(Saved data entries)
══════════
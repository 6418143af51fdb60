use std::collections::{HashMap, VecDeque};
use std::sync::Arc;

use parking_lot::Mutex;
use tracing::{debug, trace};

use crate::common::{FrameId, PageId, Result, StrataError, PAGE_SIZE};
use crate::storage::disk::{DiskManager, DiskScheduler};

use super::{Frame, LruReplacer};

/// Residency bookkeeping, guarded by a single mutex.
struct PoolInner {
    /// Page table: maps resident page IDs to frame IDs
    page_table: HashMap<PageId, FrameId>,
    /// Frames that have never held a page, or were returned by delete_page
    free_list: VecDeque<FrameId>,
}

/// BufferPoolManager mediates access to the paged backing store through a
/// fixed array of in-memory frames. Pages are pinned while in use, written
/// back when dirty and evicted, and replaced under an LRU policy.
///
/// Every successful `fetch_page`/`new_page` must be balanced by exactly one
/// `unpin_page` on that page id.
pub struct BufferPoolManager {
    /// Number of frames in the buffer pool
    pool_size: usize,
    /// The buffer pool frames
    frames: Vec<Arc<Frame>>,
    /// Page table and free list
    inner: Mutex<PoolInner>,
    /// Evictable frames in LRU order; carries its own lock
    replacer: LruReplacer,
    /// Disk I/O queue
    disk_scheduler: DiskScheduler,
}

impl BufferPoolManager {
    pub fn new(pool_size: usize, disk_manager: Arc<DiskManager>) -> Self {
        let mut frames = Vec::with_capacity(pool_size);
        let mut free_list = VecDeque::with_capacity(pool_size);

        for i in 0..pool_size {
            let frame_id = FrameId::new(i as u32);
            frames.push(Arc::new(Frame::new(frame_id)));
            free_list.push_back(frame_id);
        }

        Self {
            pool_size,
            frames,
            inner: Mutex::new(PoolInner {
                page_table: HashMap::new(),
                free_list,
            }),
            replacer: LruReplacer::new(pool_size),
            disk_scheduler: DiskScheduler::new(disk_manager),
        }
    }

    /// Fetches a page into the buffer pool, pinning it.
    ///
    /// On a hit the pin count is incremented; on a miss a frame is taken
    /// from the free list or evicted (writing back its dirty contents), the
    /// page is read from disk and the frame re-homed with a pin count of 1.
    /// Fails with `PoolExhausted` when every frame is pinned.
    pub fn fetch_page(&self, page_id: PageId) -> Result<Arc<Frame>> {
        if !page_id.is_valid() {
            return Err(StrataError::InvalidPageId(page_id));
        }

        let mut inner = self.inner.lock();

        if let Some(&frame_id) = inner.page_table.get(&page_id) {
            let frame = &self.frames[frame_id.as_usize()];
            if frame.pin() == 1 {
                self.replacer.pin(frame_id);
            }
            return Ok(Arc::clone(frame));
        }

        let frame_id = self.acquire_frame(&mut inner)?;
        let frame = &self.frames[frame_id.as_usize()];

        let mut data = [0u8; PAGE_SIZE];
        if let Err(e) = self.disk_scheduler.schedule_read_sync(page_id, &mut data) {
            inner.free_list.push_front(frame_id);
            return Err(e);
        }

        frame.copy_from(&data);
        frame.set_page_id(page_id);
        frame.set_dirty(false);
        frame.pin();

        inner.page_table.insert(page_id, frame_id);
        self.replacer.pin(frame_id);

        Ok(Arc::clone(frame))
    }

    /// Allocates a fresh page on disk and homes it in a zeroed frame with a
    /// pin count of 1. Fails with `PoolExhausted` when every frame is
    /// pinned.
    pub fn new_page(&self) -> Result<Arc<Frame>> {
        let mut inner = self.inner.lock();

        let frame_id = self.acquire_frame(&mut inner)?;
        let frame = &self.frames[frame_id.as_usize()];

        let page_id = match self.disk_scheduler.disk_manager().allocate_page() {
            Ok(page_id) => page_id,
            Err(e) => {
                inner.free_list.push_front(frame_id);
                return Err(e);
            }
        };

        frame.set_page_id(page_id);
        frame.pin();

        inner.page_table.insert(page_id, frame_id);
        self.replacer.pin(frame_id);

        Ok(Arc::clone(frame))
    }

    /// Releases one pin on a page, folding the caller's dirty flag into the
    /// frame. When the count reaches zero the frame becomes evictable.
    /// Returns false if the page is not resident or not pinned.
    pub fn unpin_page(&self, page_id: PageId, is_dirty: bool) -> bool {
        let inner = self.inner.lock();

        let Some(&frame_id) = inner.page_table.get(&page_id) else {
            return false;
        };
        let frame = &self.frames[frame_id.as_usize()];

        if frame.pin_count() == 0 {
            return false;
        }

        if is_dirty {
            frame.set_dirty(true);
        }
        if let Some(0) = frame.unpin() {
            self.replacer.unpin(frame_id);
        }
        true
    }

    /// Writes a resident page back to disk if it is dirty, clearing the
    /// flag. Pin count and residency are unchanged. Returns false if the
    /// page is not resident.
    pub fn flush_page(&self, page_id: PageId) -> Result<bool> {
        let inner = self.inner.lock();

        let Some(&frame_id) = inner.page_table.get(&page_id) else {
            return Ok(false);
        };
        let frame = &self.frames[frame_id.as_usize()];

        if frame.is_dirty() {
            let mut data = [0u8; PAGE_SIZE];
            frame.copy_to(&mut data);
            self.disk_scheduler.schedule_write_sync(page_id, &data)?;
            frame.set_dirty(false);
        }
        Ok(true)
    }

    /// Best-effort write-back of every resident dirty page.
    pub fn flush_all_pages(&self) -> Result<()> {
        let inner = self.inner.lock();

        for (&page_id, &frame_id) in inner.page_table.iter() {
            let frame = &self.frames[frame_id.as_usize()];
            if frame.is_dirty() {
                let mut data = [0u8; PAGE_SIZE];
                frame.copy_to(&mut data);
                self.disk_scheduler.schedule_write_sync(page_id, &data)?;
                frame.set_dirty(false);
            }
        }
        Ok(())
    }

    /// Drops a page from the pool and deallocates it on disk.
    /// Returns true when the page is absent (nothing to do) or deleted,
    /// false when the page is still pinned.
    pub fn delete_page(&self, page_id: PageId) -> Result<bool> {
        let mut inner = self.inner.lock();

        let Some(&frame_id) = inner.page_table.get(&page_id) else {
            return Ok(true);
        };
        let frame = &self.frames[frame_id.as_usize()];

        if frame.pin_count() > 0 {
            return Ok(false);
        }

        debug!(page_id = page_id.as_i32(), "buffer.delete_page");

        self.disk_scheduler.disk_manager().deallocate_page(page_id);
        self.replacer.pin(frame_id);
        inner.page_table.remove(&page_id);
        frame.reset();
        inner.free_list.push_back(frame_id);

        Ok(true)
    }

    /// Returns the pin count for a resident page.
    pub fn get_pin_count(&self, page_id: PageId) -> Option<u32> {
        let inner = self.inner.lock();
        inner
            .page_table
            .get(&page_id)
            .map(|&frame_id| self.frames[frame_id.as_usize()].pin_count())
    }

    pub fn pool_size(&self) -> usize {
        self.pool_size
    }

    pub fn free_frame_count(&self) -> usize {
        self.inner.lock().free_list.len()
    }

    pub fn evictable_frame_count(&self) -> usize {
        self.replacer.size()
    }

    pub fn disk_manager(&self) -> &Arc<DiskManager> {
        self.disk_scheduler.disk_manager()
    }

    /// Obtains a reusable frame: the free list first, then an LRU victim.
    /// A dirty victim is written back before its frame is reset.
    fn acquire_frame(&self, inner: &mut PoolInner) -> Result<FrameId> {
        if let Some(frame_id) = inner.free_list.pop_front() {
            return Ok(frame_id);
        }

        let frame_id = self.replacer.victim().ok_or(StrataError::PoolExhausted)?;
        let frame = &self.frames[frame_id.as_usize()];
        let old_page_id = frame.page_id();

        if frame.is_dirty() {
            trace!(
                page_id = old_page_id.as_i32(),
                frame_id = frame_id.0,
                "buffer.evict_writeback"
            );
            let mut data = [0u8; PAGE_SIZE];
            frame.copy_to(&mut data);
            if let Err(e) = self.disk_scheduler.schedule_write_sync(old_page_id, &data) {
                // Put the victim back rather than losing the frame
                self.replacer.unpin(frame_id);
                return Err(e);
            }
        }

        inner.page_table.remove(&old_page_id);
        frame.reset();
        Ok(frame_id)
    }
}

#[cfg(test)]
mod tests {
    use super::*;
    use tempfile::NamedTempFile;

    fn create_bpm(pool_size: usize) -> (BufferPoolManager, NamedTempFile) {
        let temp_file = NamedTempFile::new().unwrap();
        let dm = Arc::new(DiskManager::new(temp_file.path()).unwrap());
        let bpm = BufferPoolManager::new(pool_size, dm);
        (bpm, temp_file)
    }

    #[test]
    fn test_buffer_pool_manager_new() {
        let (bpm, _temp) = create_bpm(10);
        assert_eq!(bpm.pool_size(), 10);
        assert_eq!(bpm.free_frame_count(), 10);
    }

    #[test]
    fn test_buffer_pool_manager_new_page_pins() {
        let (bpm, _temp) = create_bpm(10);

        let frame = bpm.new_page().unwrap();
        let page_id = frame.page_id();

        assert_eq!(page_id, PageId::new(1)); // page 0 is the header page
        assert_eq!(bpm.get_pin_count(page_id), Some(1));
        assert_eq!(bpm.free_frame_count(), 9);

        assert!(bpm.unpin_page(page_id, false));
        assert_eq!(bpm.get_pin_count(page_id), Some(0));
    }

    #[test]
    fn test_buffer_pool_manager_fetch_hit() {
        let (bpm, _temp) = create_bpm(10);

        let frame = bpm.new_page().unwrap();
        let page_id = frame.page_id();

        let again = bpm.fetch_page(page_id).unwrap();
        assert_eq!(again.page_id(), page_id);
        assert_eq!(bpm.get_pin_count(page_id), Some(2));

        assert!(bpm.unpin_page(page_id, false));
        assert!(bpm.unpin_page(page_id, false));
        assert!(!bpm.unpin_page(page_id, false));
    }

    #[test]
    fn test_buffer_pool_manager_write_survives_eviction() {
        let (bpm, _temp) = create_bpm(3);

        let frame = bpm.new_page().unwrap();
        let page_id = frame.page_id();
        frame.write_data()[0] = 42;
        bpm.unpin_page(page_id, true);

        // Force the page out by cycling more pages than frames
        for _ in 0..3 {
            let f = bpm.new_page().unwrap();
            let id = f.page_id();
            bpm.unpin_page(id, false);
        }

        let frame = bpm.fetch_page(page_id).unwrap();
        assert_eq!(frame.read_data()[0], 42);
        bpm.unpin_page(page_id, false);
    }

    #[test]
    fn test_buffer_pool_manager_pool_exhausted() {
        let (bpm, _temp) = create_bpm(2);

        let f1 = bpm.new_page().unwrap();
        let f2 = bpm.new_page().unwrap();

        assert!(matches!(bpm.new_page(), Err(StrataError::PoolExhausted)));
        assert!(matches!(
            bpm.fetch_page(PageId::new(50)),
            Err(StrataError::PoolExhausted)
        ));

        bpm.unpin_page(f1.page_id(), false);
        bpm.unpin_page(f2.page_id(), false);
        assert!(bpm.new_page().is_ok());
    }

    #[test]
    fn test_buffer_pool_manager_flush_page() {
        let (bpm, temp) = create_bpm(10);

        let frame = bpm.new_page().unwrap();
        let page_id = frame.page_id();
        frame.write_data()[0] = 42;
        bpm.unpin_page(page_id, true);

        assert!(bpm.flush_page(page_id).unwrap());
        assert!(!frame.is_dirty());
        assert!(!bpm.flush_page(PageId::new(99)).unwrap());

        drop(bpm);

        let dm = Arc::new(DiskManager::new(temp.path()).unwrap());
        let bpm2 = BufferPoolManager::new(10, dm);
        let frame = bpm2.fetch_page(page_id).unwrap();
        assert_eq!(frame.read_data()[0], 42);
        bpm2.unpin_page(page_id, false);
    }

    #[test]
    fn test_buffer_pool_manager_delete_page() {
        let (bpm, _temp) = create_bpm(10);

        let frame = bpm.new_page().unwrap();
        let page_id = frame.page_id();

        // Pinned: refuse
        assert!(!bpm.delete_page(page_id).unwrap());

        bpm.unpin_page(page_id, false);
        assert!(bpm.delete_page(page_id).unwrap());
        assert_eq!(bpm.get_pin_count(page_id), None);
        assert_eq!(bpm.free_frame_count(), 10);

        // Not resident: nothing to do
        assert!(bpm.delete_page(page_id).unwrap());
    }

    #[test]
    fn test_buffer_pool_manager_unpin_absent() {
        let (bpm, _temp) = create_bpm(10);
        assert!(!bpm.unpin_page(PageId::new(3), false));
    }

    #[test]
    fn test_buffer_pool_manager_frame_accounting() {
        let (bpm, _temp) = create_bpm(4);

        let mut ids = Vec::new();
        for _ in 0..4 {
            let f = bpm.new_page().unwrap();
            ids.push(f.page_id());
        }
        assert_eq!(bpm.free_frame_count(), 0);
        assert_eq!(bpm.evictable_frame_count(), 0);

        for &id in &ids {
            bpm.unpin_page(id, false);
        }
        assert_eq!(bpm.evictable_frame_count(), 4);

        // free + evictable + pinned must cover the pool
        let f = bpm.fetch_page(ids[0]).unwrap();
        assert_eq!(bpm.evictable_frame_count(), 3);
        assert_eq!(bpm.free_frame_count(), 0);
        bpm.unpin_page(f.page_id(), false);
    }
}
══════════
■ **PROBLEM REQUIREMENTS**:
Using the data above, reproduce exactly the lines from the line that contains "frames.push(Arc::new(Frame::new(frame_id)));" through the line that contains "frame is taken", including both.

■ **OUTPUT FOR THIS EXERCISE**:
            frames.push(Arc::new(Frame::new(frame_id)));
            free_list.push_back(frame_id);
        }

        Self {
            pool_size,
            frames,
            inner: Mutex::new(PoolInner {
                page_table: HashMap::new(),
                free_list,
            }),
            replacer: LruReplacer::new(pool_size),
            disk_scheduler: DiskScheduler::new(disk_manager),
        }
    }

    /// Fetches a page into the buffer pool, pinning it.
    ///
    /// On a hit the pin count is incremented; on a miss a frame is taken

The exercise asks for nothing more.